The last major MS ecosystem project I worked on was with a big MS fan, during
his college summers he'd worked on Internet Explorer back when it was getting
to be _much_ better than Netscape. And turned down a full time offer from them
for more of the same to work on his brother's company.

But circa 1997 he was not willing to trust SQL Server as it was then with the
company's fate when it was time to move from the superb Access Jet database
engine, and I suggested and implemented IBM's DB2 as a 1/2 price alternative
to Oracle (biggest issue was no MVCC, but that was OK for a tight knit group
of programmers; the sysadmin and DBA job was in turn easier than Oracle's long
evolved mess).

Fortunately never had to go back after that, and prior to that I learned
Windows 3.0 though NT 3.51 the hard way, back when that wasn't a nightmare.
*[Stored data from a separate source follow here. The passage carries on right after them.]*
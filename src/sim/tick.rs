//! Per-frame simulation step
//!
//! Advances the ball by one variable-length frame, resolving at most one
//! collision: ring faces first (innermost ring first), then the angular sides
//! of each ring's slots, then the hub.

use glam::Vec2;

use super::board::{Board, BrickSide};
use super::collision::{cross, intersect_line_segment, intersect_ring, radial_normal, reflect};
use super::state::{FrameReport, GamePhase, GameState, Impact};
use crate::consts::*;
use crate::{angle_of, polar_to_cartesian, ring_angle, ring_radius};

/// Input for a single update
#[derive(Debug, Clone, Copy, Default)]
pub struct TickInput {
    /// Accumulated ring rotation (degrees, unwrapped)
    pub rotation: f32,
}

/// What the host should do after an update
#[derive(Debug, Clone, Copy, PartialEq, Eq)]
pub enum Step {
    /// Keep going
    Continue,
    /// Every brick destroyed this frame
    Won,
    /// Last life lost this frame
    Lost,
    /// Session already finished; nothing was simulated
    Ended,
}

/// Advance the session by `elapsed` seconds
pub fn tick(state: &mut GameState, input: &TickInput, elapsed: f32) -> Step {
    if state.phase.is_over() {
        return Step::Ended;
    }

    state.rotation = input.rotation;
    state.time += elapsed;
    state.last_frame = FrameReport::default();

    state.board.decay(elapsed);

    let impact = resolve_rings(state, elapsed).or_else(|| resolve_hub(state, elapsed));
    match impact {
        None => state.ball.pos += state.ball.motion(elapsed),
        Some(_) => {
            // Position was already resolved; every bounce speeds the ball up
            state.ball.vel *= speedup();
            state.hits += 1;
        }
    }
    state.last_frame.impact = impact;

    if state.ball.is_outside(state.court) {
        state.lives = state.lives.saturating_sub(1);
        state.ball.respawn(state.ball_start);
        state.last_frame.life_lost = true;
        log::info!("Ball left the court, {} lives left", state.lives);

        if state.lives == 0 {
            state.phase = GamePhase::Lost;
            log::info!("Game over: lost after {:.1}s", state.time);
            return Step::Lost;
        }
    }

    if state.board.is_cleared() {
        state.phase = GamePhase::Won;
        log::info!("Game over: all bricks cleared in {:.1}s", state.time);
        return Step::Won;
    }

    Step::Continue
}

/// Test the ball against every ring, innermost first; first hit wins
fn resolve_rings(state: &mut GameState, elapsed: f32) -> Option<Impact> {
    for ring in 0..RINGS {
        if let Some(impact) = ring_face_hit(state, ring, elapsed) {
            return Some(impact);
        }
        if let Some(impact) = ring_side_hit(state, ring, elapsed) {
            return Some(impact);
        }
    }
    None
}

/// Inner or outer face of a ring.
///
/// The inner face takes priority whenever it resolves inside the frame.
fn ring_face_hit(state: &mut GameState, ring: usize, elapsed: f32) -> Option<Impact> {
    let ball = state.ball;
    let motion = ball.motion(elapsed);
    let radius = ring_radius(ring);

    let (t, side) = match intersect_ring(ball.pos, motion, radius - ball.radius)
        .filter(|t| *t <= 1.0)
    {
        Some(t) => (t, BrickSide::Inner),
        None => (
            intersect_ring(ball.pos, motion, radius + RING_WIDTH + ball.radius)?,
            BrickSide::Outer,
        ),
    };
    if t <= 0.0 || t >= 1.0 {
        return None;
    }

    let hit_pos = ball.pos + motion * t;
    let slot = Board::slot_at_angle(ring, angle_of(hit_pos), state.rotation);
    if !state.board.is_present(ring, slot) {
        return None;
    }

    bounce_off_circle(state, hit_pos, t, elapsed);
    state.board.destroy(ring, slot, side);
    log::debug!(
        "Brick ({}, {}) broken on {:?} face at t={:.3}",
        ring,
        slot,
        side,
        t
    );
    Some(Impact::Brick { ring, slot, side })
}

/// Angular boundaries between the slots of a ring
fn ring_side_hit(state: &mut GameState, ring: usize, elapsed: f32) -> Option<Impact> {
    let ball = state.ball;
    let motion = ball.motion(elapsed);
    let radius = ring_radius(ring);
    let offset = ring_angle(state.rotation, ring);

    for boundary in 0..BRICKS_PER_ROW {
        let line = polar_to_cartesian(1.0, boundary as f32 * BRICK_ANGLE + offset);
        let Some(t) = intersect_line_segment(
            line,
            radius - ball.radius,
            radius + RING_WIDTH + ball.radius,
            ball.pos,
            motion,
        ) else {
            continue;
        };
        if t <= 0.0 {
            continue;
        }

        // A ball counter-clockwise of the boundary is heading into the
        // previous slot and strikes its far (end) edge. The side follows the
        // struck edge, not the face the ball came from, so the shrink
        // animation recedes from that edge.
        let (slot, side) = if cross(ball.pos, line) < 0.0 {
            ((boundary + BRICKS_PER_ROW - 1) % BRICKS_PER_ROW, BrickSide::Left)
        } else {
            (boundary, BrickSide::Right)
        };
        if !state.board.is_present(ring, slot) {
            continue;
        }

        state.ball.vel = reflect(ball.vel, line.perp());
        state.board.destroy(ring, slot, side);
        log::debug!(
            "Brick ({}, {}) broken on {:?} side at t={:.3}",
            ring,
            slot,
            side,
            t
        );
        return Some(Impact::Brick { ring, slot, side });
    }
    None
}

/// Central hub, only tested when no ring was hit
fn resolve_hub(state: &mut GameState, elapsed: f32) -> Option<Impact> {
    let ball = state.ball;
    let motion = ball.motion(elapsed);
    let t = intersect_ring(ball.pos, motion, HUB_RADIUS + ball.radius)?;
    if t <= 0.0 || t >= 1.0 {
        return None;
    }

    let hit_pos = ball.pos + motion * t;
    bounce_off_circle(state, hit_pos, t, elapsed);
    log::debug!("Hub bounce at t={:.3}", t);
    Some(Impact::Hub)
}

/// Reflect off a circle centered on the origin and spend the rest of the
/// frame travelling along the new direction
fn bounce_off_circle(state: &mut GameState, hit_pos: Vec2, t: f32, elapsed: f32) {
    let vel = reflect(state.ball.vel, radial_normal(hit_pos));
    state.ball.vel = vel;
    state.ball.pos = hit_pos + vel * elapsed * (1.0 - t);
}

#[cfg(test)]
mod tests {
    use super::*;

    const DT: f32 = 1.0 / 120.0;

    fn input() -> TickInput {
        TickInput::default()
    }

    fn total_bricks() -> usize {
        RINGS * BRICKS_PER_ROW
    }

    #[test]
    fn test_free_flight_integrates() {
        let mut state = GameState::new();
        let step = tick(&mut state, &input(), DT);
        assert_eq!(step, Step::Continue);
        assert!((state.ball.pos - (BALL_START + BALL_START_VELOCITY * DT)).length() < 1e-6);
        assert_eq!(state.ball.vel, BALL_START_VELOCITY);
        assert_eq!(state.last_frame.impact, None);
    }

    #[test]
    fn test_inner_face_breaks_brick() {
        let mut state = GameState::new();
        // Ball heads straight out and meets ring 0's inner face around 74 degrees
        state.ball.pos = Vec2::new(0.5, 1.5);
        state.ball.vel = Vec2::new(0.0, 100.0);

        let step = tick(&mut state, &input(), 0.1);
        assert_eq!(step, Step::Continue);
        assert_eq!(
            state.last_frame.impact,
            Some(Impact::Brick {
                ring: 0,
                slot: 2,
                side: BrickSide::Inner
            })
        );
        assert!(!state.board.is_present(0, 2));
        assert_eq!(state.board.remaining(), total_bricks() - 1);
        // Bounced back inward and sped up
        assert!(state.ball.vel.y < 0.0);
        assert!((state.ball.speed() - 100.0 * speedup()).abs() < 1e-2);
    }

    #[test]
    fn test_missing_brick_lets_ball_reach_next_ring() {
        let mut state = GameState::new();
        state.board.destroy(0, 2, BrickSide::Inner);
        state.ball.pos = Vec2::new(0.5, 1.5);
        state.ball.vel = Vec2::new(0.0, 100.0);

        tick(&mut state, &input(), 0.1);
        assert_eq!(
            state.last_frame.impact,
            Some(Impact::Brick {
                ring: 1,
                slot: 2,
                side: BrickSide::Inner
            })
        );
        // Exactly one brick per frame
        assert_eq!(state.board.remaining(), total_bricks() - 2);
    }

    #[test]
    fn test_only_one_brick_per_frame() {
        let mut state = GameState::new();
        // Fast enough to cross every ring in one frame
        state.ball.vel = Vec2::new(0.0, 1000.0);
        tick(&mut state, &input(), 0.1);
        assert_eq!(state.board.remaining(), total_bricks() - 1);
    }

    #[test]
    fn test_rotation_shifts_hit_slot() {
        let mut state = GameState::new();
        state.ball.pos = Vec2::new(0.5, 1.5);
        state.ball.vel = Vec2::new(0.0, 100.0);

        // Hit lands near 74 degrees; ring 0 turned by 60 puts it in local slot 0
        let input = TickInput { rotation: 60.0 };
        tick(&mut state, &input, 0.1);
        assert_eq!(state.rotation, 60.0);
        assert!(!state.board.is_present(0, 0));
        assert!(state.board.is_present(0, 2));
    }

    #[test]
    fn test_side_hit_breaks_neighbor() {
        let mut state = GameState::new();
        state.board.destroy(0, 0, BrickSide::Inner);
        // Ball sits inside the empty slot 0 of ring 0, moving clockwise
        state.ball.pos = polar_to_cartesian(2.45, 15.0);
        state.ball.vel = Vec2::new(0.0, -10.0);
        let pos_before = state.ball.pos;

        tick(&mut state, &input(), 0.1);
        assert_eq!(
            state.last_frame.impact,
            Some(Impact::Brick {
                ring: 0,
                slot: 11,
                side: BrickSide::Left
            })
        );
        // Reflected off the 0 degree boundary, position held for this frame
        assert!(state.ball.vel.y > 0.0);
        assert!(state.ball.vel.x.abs() < 1e-3);
        assert_eq!(state.ball.pos, pos_before);
    }

    #[test]
    fn test_side_hit_from_clockwise_marks_right() {
        let mut state = GameState::new();
        state.board.destroy(0, 0, BrickSide::Inner);
        // Empty slot 0, moving counter-clockwise into slot 1 at the 30 degree line
        state.ball.pos = polar_to_cartesian(2.45, 15.0);
        let tangent = polar_to_cartesian(1.0, 105.0);
        state.ball.vel = tangent * 10.0;

        tick(&mut state, &input(), 0.1);
        assert_eq!(
            state.last_frame.impact,
            Some(Impact::Brick {
                ring: 0,
                slot: 1,
                side: BrickSide::Right
            })
        );
    }

    #[test]
    fn test_hub_bounce() {
        let mut state = GameState::new();
        state.ball.pos = Vec2::new(0.1, 1.5);
        state.ball.vel = Vec2::new(0.0, -10.0);

        tick(&mut state, &input(), 0.1);
        assert_eq!(state.last_frame.impact, Some(Impact::Hub));
        assert_eq!(state.board.remaining(), total_bricks());
        // Now moving away from the hub
        assert!(state.ball.vel.dot(state.ball.pos) > 0.0);
        assert!(state.ball.pos.length() > HUB_RADIUS + state.ball.radius);
        assert_eq!(state.hits, 1);
    }

    #[test]
    fn test_decay_runs_every_frame() {
        let mut state = GameState::new();
        state.board.destroy(4, 4, BrickSide::Outer);
        tick(&mut state, &input(), LERP_TIME / 4.0);
        let progress = state.board.brick(4, 4).remove_progress;
        assert!((progress - 0.75 * LERP_TIME).abs() < 1e-6);
    }

    #[test]
    fn test_lose_after_three_exits() {
        let mut state = GameState::new();
        let mut steps = Vec::new();
        for _ in 0..STARTING_LIVES {
            // Outside every ring, heading out of the court
            state.ball.pos = Vec2::new(8.9, 0.0);
            state.ball.vel = Vec2::new(10.0, 0.0);
            steps.push(tick(&mut state, &input(), 0.1));
            assert!(state.last_frame.life_lost);
            assert_eq!(state.ball.pos, BALL_START);
            assert!((state.ball.vel - Vec2::new(10.0, 0.0)).length() < 1e-5);
        }
        assert_eq!(steps, vec![Step::Continue, Step::Continue, Step::Lost]);
        assert_eq!(state.lives, 0);
        assert_eq!(state.phase, GamePhase::Lost);

        // Frozen afterwards
        assert_eq!(tick(&mut state, &input(), 0.1), Step::Ended);
        assert_eq!(state.lives, 0);
    }

    #[test]
    fn test_win_signalled_once() {
        let mut state = GameState::new();
        for ring in 0..RINGS {
            for slot in 0..BRICKS_PER_ROW {
                state.board.destroy(ring, slot, BrickSide::Outer);
            }
        }
        assert_eq!(tick(&mut state, &input(), DT), Step::Won);
        assert_eq!(state.phase, GamePhase::Won);
        assert_eq!(tick(&mut state, &input(), DT), Step::Ended);
        assert_eq!(tick(&mut state, &input(), DT), Step::Ended);
    }

    #[test]
    fn test_zero_elapsed_is_harmless() {
        let mut state = GameState::new();
        let before = state.ball;
        assert_eq!(tick(&mut state, &input(), 0.0), Step::Continue);
        assert_eq!(state.ball, before);
        assert_eq!(state.board.remaining(), total_bricks());
    }
}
NT
3.51 SP2 or so was when it started going to hell). I made Windows GUIs work by
starting with a sample program that worked, and carefully mutating and
checking for viability each step. Used SoftICE to debug the hard stuff. Built
a stunningly good system using Microsoft's implementation of DCE RPC (the
alternative to Sun's haphazard stuff). But as I note the stuff outside of my
code kept getting better and better. Oh, did I say in that last job that MS's
Visual C++ STL library wasn't thread safe? On a naively multi-threaded system,
that I used with 2 CPUs until 2002?

Bleah. You've learned a lot of stuff, but the price sounds like it's too high
unless you're going to continue in this ecosystem, and I'm advising all my
friends to leave it. Especially with the new CEO, who very possibly has
serious damaged its existing QA system without replacing it with something
better (rather like one of the causes of the 2nd part of the Vista nightmare).

And, yeah, SQL is _GREAT_. Just helped a friend with a project using
PostgreSQL ... and its doc is great, like IBM's for Windows and UNIX(TM) back
then, and Oracle's in the 1994-2001 time frame. Get some books by the greats,
like C.J. Date, and you will have _oodles_ of fun.